The data also showed differing impacts on ETS transcription factors, which are downstream targets of MAPK/ERK signaling. These genes play a role in stress response and development and are known to influence longevity in fruit flies and mice. The NF1 variant increased expression of some ETS genes and repressed others, while the RAF1 variant had the opposite profile. Yet both variants upregulated Etv6, a transcriptional repressor that may help block pro-ageing gene networks.
The Role of mTOR and AKT in Lifespan Extension
Another key focus of the study was the PI3K-AKT-mTOR axis, which operates in tandem with MAPK/ERK to regulate growth and survival. Inhibition of mTORC1 has been linked to longer lifespan in yeast, flies, and mice. In the RAF1 mutant cells, both mTORC1 and mTORC2 activities appeared reduced, especially after stimulation with insulin and EGF. This mimics the action of drugs like rapamycin, which are currently being explored for anti-ageing therapy.
By contrast, the NF1 mutant cells showed increased AKT phosphorylation, a sign of heightened PI3K pathway activity. This may explain why these cells proliferated more rapidly, even though their ERK signaling was dampened. The interaction between these pathways is clearly not linear. The same input—a reduction in ERK activity—can lead to divergent outputs depending on how other parts of the system respond.
This complex interplay reflects what many longevity researchers already suspect: the secret to ageing is not about switching off a single gene but about balancing multiple systems in the right way.
Stress Resistance May Be the True Marker of Longevity
One of the most striking findings from the study was the way the RAF1 mutation affected the cell’s response to replication stress. When treated with hydroxyurea, a compound that damages DNA during cell division, the RAF1 mutant cells fared far better than wildtype or NF1 mutant cells. These cells also showed higher levels of CHK1 and γH2AX, two markers of DNA repair and damage response.

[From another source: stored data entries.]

// Copyright (c) Microsoft Corporation.
// Licensed under the MIT License.

//! Integration tests for `Repository` over minimal third-party stores.

use std::collections::HashMap;
use std::sync::Mutex;
use std::sync::atomic::{AtomicUsize, Ordering};
use std::time::Duration;

use cachette::{Addable, Codec, Error, ErrorKind, JsonCodec, Locker, NotAddable, Prefix, Repository, Result, Store};
use serde::{Serialize, de::DeserializeOwned};

const TTL: Duration = Duration::from_secs(30);

/// Lock that always acquires.
struct FreeLock;

impl Locker for FreeLock {
    async fn try_run<F, Fut, T>(&self, f: F) -> Result<T>
    where
        F: FnOnce() -> Fut + Send,
        Fut: Future<Output = T> + Send,
        T: Send,
    {
        Ok(f().await)
    }
}

/// Minimal store that only provides required methods.
struct MinimalStore {
    prefix: Prefix,
    data: Mutex<HashMap<String, Vec<u8>>>,
    native_adds: AtomicUsize,
}

impl MinimalStore {
    fn new(prefix: &str) -> Self {
        Self {
            prefix: Prefix::new(prefix),
            data: Mutex::new(HashMap::new()),
            native_adds: AtomicUsize::new(0),
        }
    }

    fn write<V: Serialize + ?Sized>(&self, key: &str, value: &V) -> Result<bool> {
        let payload = JsonCodec.encode(value)?;
        self.data
            .lock()
            .expect("lock poisoned")
            .insert(self.prefix.apply(key), payload);
        Ok(true)
    }

    fn delta(&self, key: &str, delta: i64) -> Result<i64> {
        let mut data = self.data.lock().expect("lock poisoned");
        let full = self.prefix.apply(key);
        let current = match data.get(&full) {
            Some(payload) => JsonCodec
                .decode::<i64>(payload)
                .map_err(|e| Error::not_integer(key, e))?,
            None => 0,
        };
        let next = current + delta;
        data.insert(full, next.to_string().into_bytes());
        Ok(next)
    }
}

impl Store for MinimalStore {
    type Locker = FreeLock;
    type Addable = NotAddable;

    async fn has(&self, key: &str) -> Result<bool> {
        Ok(self.data.lock().expect("lock poisoned").contains_key(&self.prefix.apply(key)))
    }

    async fn get<V: DeserializeOwned + Send>(&self, key: &str) -> Result<V> {
        let payload = self.data.lock().expect("lock poisoned").get(&self.prefix.apply(key)).cloned();
        JsonCodec.decode(&payload.ok_or_else(|| Error::not_found(key))?)
    }

    async fn put<V: Serialize + Sync + ?Sized>(&self, key: &str, value: &V, _ttl: Duration) -> Result<bool> {
        self.write(key, value)
    }

    async fn increment(&self, key: &str, delta: i64) -> Result<i64> {
        self.delta(key, delta)
    }

    async fn decrement(&self, key: &str, delta: i64) -> Result<i64> {
        self.delta(key, -delta)
    }

    async fn forever<V: Serialize + Sync + ?Sized>(&self, key: &str, value: &V) -> Result<bool> {
        self.write(key, value)
    }

    async fn forget(&self, key: &str) -> Result<bool> {
        self.data.lock().expect("lock poisoned").remove(&self.prefix.apply(key));
        Ok(true)
    }

    async fn flush(&self) -> Result<bool> {
        let prefix = &self.prefix;
        self.data.lock().expect("lock poisoned").retain(|key, _| !prefix.owns(key));
        Ok(true)
    }

    fn prefix(&self) -> &str {
        self.prefix.as_str()
    }

    fn lock(&self, _key: &str, _ttl: Duration) -> Self::Locker {
        FreeLock
    }
}

/// Store with a native atomic add that counts how often it is used.
struct AtomicStore(MinimalStore);

impl Addable for AtomicStore {
    async fn add<V: Serialize + Sync + ?Sized>(&self, key: &str, value: &V, _ttl: Duration) -> Result<bool> {
        self.0.native_adds.fetch_add(1, Ordering::SeqCst);
        let payload = JsonCodec.encode(value)?;
        let mut data = self.0.data.lock().expect("lock poisoned");
        let full = self.0.prefix.apply(key);
        if data.contains_key(&full) {
            return Ok(false);
        }
        data.insert(full, payload);
        Ok(true)
    }
}

impl Store for AtomicStore {
    type Locker = FreeLock;
    type Addable = Self;

    async fn has(&self, key: &str) -> Result<bool> {
        self.0.has(key).await
    }

    async fn get<V: DeserializeOwned + Send>(&self, key: &str) -> Result<V> {
        self.0.get(key).await
    }

    async fn put<V: Serialize + Sync + ?Sized>(&self, key: &str, value: &V, ttl: Duration) -> Result<bool> {
        self.0.put(key, value, ttl).await
    }

    async fn increment(&self, key: &str, delta: i64) -> Result<i64> {
        self.0.increment(key, delta).await
    }

    async fn decrement(&self, key: &str, delta: i64) -> Result<i64> {
        self.0.decrement(key, delta).await
    }

    async fn forever<V: Serialize + Sync + ?Sized>(&self, key: &str, value: &V) -> Result<bool> {
        self.0.forever(key, value).await
    }

    async fn forget(&self, key: &str) -> Result<bool> {
        self.0.forget(key).await
    }

    async fn flush(&self) -> Result<bool> {
        self.0.flush().await
    }

    fn prefix(&self) -> &str {
        self.0.prefix()
    }

    fn lock(&self, key: &str, ttl: Duration) -> Self::Locker {
        self.0.lock(key, ttl)
    }

    fn addable(&self) -> Option<&Self::Addable> {
        Some(self)
    }
}

#[tokio::test]
async fn emulated_add_creates_only_when_missing() {
    let repository = Repository::new(MinimalStore::new("app"));

    assert!(repository.add("greeting", "hello", TTL).await.expect("first add"));
    assert!(!repository.add("greeting", "bye", TTL).await.expect("second add"));

    let value: String = repository.get("greeting").await.expect("get");
    assert_eq!(value, "hello");
}

#[tokio::test]
async fn native_add_is_preferred() {
    let repository = Repository::new(AtomicStore(MinimalStore::new("app")));

    assert!(repository.add("greeting", "hello", TTL).await.expect("first add"));
    assert!(!repository.add("greeting", "bye", TTL).await.expect("second add"));
    assert_eq!(repository.inner().0.native_adds.load(Ordering::SeqCst), 2);
}

#[tokio::test]
async fn reported_add_capability_matches_wrapped_store() {
    let emulated = Repository::new(MinimalStore::new("app"));
    assert!(emulated.addable().is_none());

    let native = Repository::new(AtomicStore(MinimalStore::new("app")));
    let capability = native.addable().expect("native add is reported");
    assert!(capability.add("k", &1, TTL).await.expect("add through capability"));
    assert_eq!(native.inner().0.native_adds.load(Ordering::SeqCst), 1);

    let nested = Repository::new(Repository::new(MinimalStore::new("app")));
    assert!(nested.addable().is_none());
    assert!(nested.add("k", &1, TTL).await.expect("emulated add"));
    assert!(!nested.add("k", &1, TTL).await.expect("emulated add"));
}

#[tokio::test]
async fn native_and_emulated_add_agree() {
    let emulated = Repository::new(MinimalStore::new(""));
    let native = Repository::new(AtomicStore(MinimalStore::new("")));

    for key in ["a", "b", "a", "c", "b"] {
        let from_emulated = emulated.add(key, &1, TTL).await.expect("emulated add");
        let from_native = native.add(key, &1, TTL).await.expect("native add");
        assert_eq!(from_emulated, from_native, "add disagreed on {key}");
    }
}

#[tokio::test]
async fn missing_is_negation_of_has() {
    let repository = Repository::new(MinimalStore::new("app"));

    assert!(repository.missing("k").await.expect("missing"));
    repository.set("k", &7, TTL).await.expect("set");
    assert!(!repository.missing("k").await.expect("missing"));
    assert!(repository.has("k").await.expect("has"));

    repository.delete("k").await.expect("delete");
    assert!(repository.missing("k").await.expect("missing"));
}

#[tokio::test]
async fn get_on_absent_key_is_not_found() {
    let repository = Repository::new(MinimalStore::new("app"));

    let error = repository.get::<String>("absent").await.unwrap_err();
    assert_eq!(error.kind(), ErrorKind::NotFound);
    assert_eq!(error.key(), Some("absent"));
}

#[tokio::test]
async fn counters_pass_through() {
    let repository = Repository::new(MinimalStore::new("app"));

    assert_eq!(repository.increment("hits", 5).await.expect("increment"), 5);
    assert_eq!(repository.decrement("hits", 2).await.expect("decrement"), 3);

    repository.set("name", "text", TTL).await.expect("set");
    let error = repository.increment("name", 1).await.unwrap_err();
    assert!(error.is_not_integer());
}

#[tokio::test]
async fn flush_only_touches_own_prefix() {
    let repository = Repository::new(MinimalStore::new("app"));
    repository.set("k", &1, TTL).await.expect("set");
    repository
        .inner()
        .data
        .lock()
        .expect("lock poisoned")
        .insert("other:k".to_owned(), b"1".to_vec());

    assert!(repository.flush().await.expect("flush"));
    assert!(repository.missing("k").await.expect("missing"));
    assert!(repository.inner().data.lock().expect("lock poisoned").contains_key("other:k"));
}

#[tokio::test]
async fn prefix_and_lock_delegate() {
    let repository = Repository::from(MinimalStore::new("app::"));
    assert_eq!(repository.prefix(), "app:");

    let ran = repository.lock("job", TTL).try_run(|| async { true }).await.expect("lock");
    assert!(ran);
}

Stress resistance is a hallmark of longevity in many model organisms. Worms and flies with longer lifespans often survive oxidative stress and DNA damage better than their short-lived counterparts. The RAF1 variant seems to recreate this phenotype at the cellular level, supporting the idea that one path to a longer life may be through better cellular maintenance and repair.
Longevity May Have Multiple Genetic Roads
This study offers something rare in longevity research: not just an association, but a mechanistic insight. The use of gene-edited stem cells allowed the team to move beyond correlations and explore causation. Both NF1 and RAF1 variants reduced ERK activity, a known lever in lifespan regulation. But from there, they diverged—one boosting cell growth, the other enhancing damage resistance.
These findings support the idea that human longevity is not governed by a single master gene but by a set of interconnected systems. Different families may carry different “solutions” to the problem of ageing—some boosting repair, others limiting unnecessary growth, and still others reducing inflammation or improving metabolism.
As the field moves forward, studies like this will be key in guiding therapeutic strategies. Instead of one-size-fits-all anti-ageing drugs, we may one day use genetic screening to identify which pathways are most relevant for an individual—and design interventions tailored to their unique biology.
In short, the road to longevity is not straight. But thanks to work like this, the map is finally coming into view.
The study is published in the journal GeroScience. It was led by Linda Partridge from Max Planck Institute for Biology of Ageing.